#### REQUIRED ACTION
All lines in the material with the string "filename" should be listed.

#### SUPPLIED DATA
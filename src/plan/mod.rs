//! Plan module orchestrator.
//!
//! Downstream crates and examples import plan types from here while the
//! implementation details live in the private `core` module.

mod core;

pub use core::{Bindings, Plan, TabPage, assemble};
use thiserror::Error;

use crate::toolkit::{Strategy, ToolkitError};

/// Unified result type for the crate.
pub type Result<T> = std::result::Result<T, ComposeError>;

/// Errors surfaced while composing containers or assembling plans.
#[derive(Debug, Error, PartialEq)]
pub enum ComposeError {
    /// A fixed-arity strategy received the wrong number of children.
    #[error("{strategy} takes exactly {expected} children, got {found}")]
    Arity {
        strategy: Strategy,
        expected: usize,
        found: usize,
    },
    /// A grid row does not match the width set by the first row.
    #[error("grid row {row} has {found} cells, expected {expected}")]
    RaggedGrid {
        row: usize,
        expected: usize,
        found: usize,
    },
    /// A split ratio fell outside the unit interval.
    #[error("split ratio {0} is outside 0.0..=1.0")]
    RatioOutOfRange(f32),
    /// A container was offered for reuse but arranges children differently.
    #[error("expected a {expected} container, got {found}")]
    StrategyMismatch { expected: Strategy, found: Strategy },
    /// A plan leaf referenced a name with no bound element.
    #[error("plan slot `{0}` has no bound element")]
    UnboundSlot(String),
    /// A plan's root was a bare slot instead of a container node.
    #[error("plan root must be a container node, got slot `{0}`")]
    SlotAtRoot(String),
    #[error(transparent)]
    Toolkit(#[from] ToolkitError),
}
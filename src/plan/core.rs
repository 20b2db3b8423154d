use std::collections::HashMap;

use serde::{Deserialize, Serialize};

use crate::compose::{
    ColumnOptions, Container, FlowOptions, GridOptions, RowOptions, SplitOptions, column_with,
    flow_with, grid_with, horizontal_split_with, row_with, stack, tabs, validate_ratio,
    validate_row_lengths, vertical_split,
};
use crate::element::{Child, ElementId};
use crate::error::{ComposeError, Result};
use crate::toolkit::{Strategy, Toolkit};

/// Names pre-built widgets for [`assemble`] to resolve plan slots against.
pub type Bindings = HashMap<String, ElementId>;

fn default_margin() -> u16 {
    crate::compose::DEFAULT_MARGIN
}

fn default_ratio() -> f32 {
    0.5
}

/// Declarative description of a layout, independent of any toolkit.
///
/// Interior nodes mirror the constructors one to one; `Slot` leaves name
/// widgets that exist outside the plan. Plans serialize to JSON and back,
/// so a layout can live in configuration while the widgets live in code.
#[derive(Debug, Clone, PartialEq, Serialize, Deserialize)]
#[serde(rename_all = "snake_case")]
pub enum Plan {
    /// A pre-built widget, resolved by name through the bindings.
    Slot(String),
    Row {
        children: Vec<Plan>,
        #[serde(default = "default_margin")]
        margin: u16,
        #[serde(default)]
        trailing_spacer: bool,
    },
    Column {
        children: Vec<Plan>,
        #[serde(default = "default_margin")]
        margin: u16,
        #[serde(default)]
        trailing_spacer: bool,
    },
    Grid {
        rows: Vec<Vec<Plan>>,
        #[serde(default = "default_margin")]
        margin: u16,
        #[serde(default)]
        ragged: bool,
    },
    Stack {
        children: Vec<Plan>,
    },
    HorizontalSplit {
        children: Vec<Plan>,
        #[serde(default = "default_ratio")]
        ratio: f32,
    },
    VerticalSplit {
        children: Vec<Plan>,
    },
    Flow {
        children: Vec<Plan>,
        #[serde(default = "default_margin")]
        margin: u16,
    },
    Tabs {
        pages: Vec<TabPage>,
    },
}

/// One labelled page of a [`Plan::Tabs`] node.
#[derive(Debug, Clone, PartialEq, Serialize, Deserialize)]
pub struct TabPage {
    pub label: String,
    pub child: Plan,
}

impl Plan {
    pub fn slot(name: impl Into<String>) -> Self {
        Plan::Slot(name.into())
    }
}

/// Builds the container tree a plan describes, resolving slots through
/// `bindings`.
///
/// The whole plan is validated up front: fixed-arity splits with the
/// wrong child count, out-of-range ratios, ragged grid rows, and unbound
/// slot names are all rejected before any container is created or any
/// widget reparented.
pub fn assemble(
    toolkit: &mut impl Toolkit,
    plan: &Plan,
    bindings: &Bindings,
) -> Result<Container> {
    if let Plan::Slot(name) = plan {
        return Err(ComposeError::SlotAtRoot(name.clone()));
    }
    validate(plan, bindings)?;
    build(toolkit, plan, bindings)
}

fn validate(plan: &Plan, bindings: &Bindings) -> Result<()> {
    match plan {
        Plan::Slot(name) => {
            if bindings.contains_key(name) {
                Ok(())
            } else {
                Err(ComposeError::UnboundSlot(name.clone()))
            }
        }
        Plan::Row { children, .. }
        | Plan::Column { children, .. }
        | Plan::Stack { children }
        | Plan::Flow { children, .. } => validate_each(children, bindings),
        Plan::Grid { rows, ragged, .. } => {
            validate_row_lengths(rows, *ragged)?;
            for row in rows {
                validate_each(row, bindings)?;
            }
            Ok(())
        }
        Plan::HorizontalSplit { children, ratio } => {
            require_arity(Strategy::HorizontalSplit, children.len())?;
            validate_ratio(*ratio)?;
            validate_each(children, bindings)
        }
        Plan::VerticalSplit { children } => {
            require_arity(Strategy::VerticalSplit, children.len())?;
            validate_each(children, bindings)
        }
        Plan::Tabs { pages } => {
            for page in pages {
                validate(&page.child, bindings)?;
            }
            Ok(())
        }
    }
}

fn validate_each(children: &[Plan], bindings: &Bindings) -> Result<()> {
    for child in children {
        validate(child, bindings)?;
    }
    Ok(())
}

fn require_arity(strategy: Strategy, found: usize) -> Result<()> {
    if found == 2 {
        Ok(())
    } else {
        Err(ComposeError::Arity {
            strategy,
            expected: 2,
            found,
        })
    }
}

fn build(toolkit: &mut impl Toolkit, plan: &Plan, bindings: &Bindings) -> Result<Container> {
    match plan {
        Plan::Slot(name) => Err(ComposeError::SlotAtRoot(name.clone())),
        Plan::Row {
            children,
            margin,
            trailing_spacer,
        } => {
            let children = elements_as_children(toolkit, children, bindings)?;
            let mut options = RowOptions::default().with_margin(*margin);
            if *trailing_spacer {
                options = options.with_trailing_spacer();
            }
            row_with(toolkit, &children, options)
        }
        Plan::Column {
            children,
            margin,
            trailing_spacer,
        } => {
            let children = elements_as_children(toolkit, children, bindings)?;
            let mut options = ColumnOptions::default().with_margin(*margin);
            if *trailing_spacer {
                options = options.with_trailing_spacer();
            }
            column_with(toolkit, &children, options)
        }
        Plan::Grid {
            rows,
            margin,
            ragged,
        } => {
            let mut cells = Vec::with_capacity(rows.len());
            for row in rows {
                let mut resolved = Vec::with_capacity(row.len());
                for cell in row {
                    resolved.push(element_for(toolkit, cell, bindings)?);
                }
                cells.push(resolved);
            }
            let mut options = GridOptions::default().with_margin(*margin);
            if *ragged {
                options = options.with_ragged();
            }
            grid_with(toolkit, &cells, options)
        }
        Plan::Stack { children } => {
            let mut resolved = Vec::with_capacity(children.len());
            for child in children {
                resolved.push(element_for(toolkit, child, bindings)?);
            }
            stack(toolkit, &resolved)
        }
        Plan::HorizontalSplit { children, ratio } => {
            let left = element_for(toolkit, &children[0], bindings)?;
            let right = element_for(toolkit, &children[1], bindings)?;
            horizontal_split_with(
                toolkit,
                left,
                right,
                SplitOptions::default().with_ratio(*ratio),
            )
        }
        Plan::VerticalSplit { children } => {
            let top = element_for(toolkit, &children[0], bindings)?;
            let bottom = element_for(toolkit, &children[1], bindings)?;
            vertical_split(toolkit, top, bottom)
        }
        Plan::Flow { children, margin } => {
            let children = elements_as_children(toolkit, children, bindings)?;
            flow_with(
                toolkit,
                &children,
                FlowOptions::default().with_margin(*margin),
            )
        }
        Plan::Tabs { pages } => {
            let mut resolved = Vec::with_capacity(pages.len());
            for page in pages {
                let element = element_for(toolkit, &page.child, bindings)?;
                resolved.push((element, page.label.as_str()));
            }
            tabs(toolkit, &resolved)
        }
    }
}

fn element_for(toolkit: &mut impl Toolkit, plan: &Plan, bindings: &Bindings) -> Result<ElementId> {
    match plan {
        Plan::Slot(name) => bindings
            .get(name)
            .copied()
            .ok_or_else(|| ComposeError::UnboundSlot(name.clone())),
        _ => Ok(build(toolkit, plan, bindings)?.id()),
    }
}

fn elements_as_children(
    toolkit: &mut impl Toolkit,
    plans: &[Plan],
    bindings: &Bindings,
) -> Result<Vec<Child>> {
    plans
        .iter()
        .map(|plan| element_for(toolkit, plan, bindings).map(Child::Widget))
        .collect()
}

#### REPLY TO THE EXERCISE
filename src/plan/mod.rs
filename src/plan/core.rs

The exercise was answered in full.